◆ **Task instructions**:
Every entry needs to appear again exactly as written below.

◆ **Recorded information**:
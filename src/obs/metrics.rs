// self
use crate::obs::{GatewayOp, OpOutcome};

/// Records an operation outcome via the global metrics recorder (when enabled).
pub fn record_op_outcome(op: GatewayOp, outcome: OpOutcome) {
	#[cfg(feature = "metrics")]
	{
		metrics::counter!(
			"elearn_gateway_op_total",
			"op" => op.as_str(),
			"outcome" => outcome.as_str()
		)
		.increment(1);
	}

	#[cfg(not(feature = "metrics"))]
	{
		let _ = (op, outcome);
	}
}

◆ **Exercise result**:
filename src/obs/metrics.rs
// self
use crate::obs::{GatewayOp, OpOutcome};

/// Records an operation outcome via the global metrics recorder (when enabled).
pub fn record_op_outcome(op: GatewayOp, outcome: OpOutcome) {
	#[cfg(feature = "metrics")]
	{
		metrics::counter!(
			"elearn_gateway_op_total",
			"op" => op.as_str(),
			"outcome" => outcome.as_str()
		)
		.increment(1);
	}

	#[cfg(not(feature = "metrics"))]
	{
		let _ = (op, outcome);
	}
}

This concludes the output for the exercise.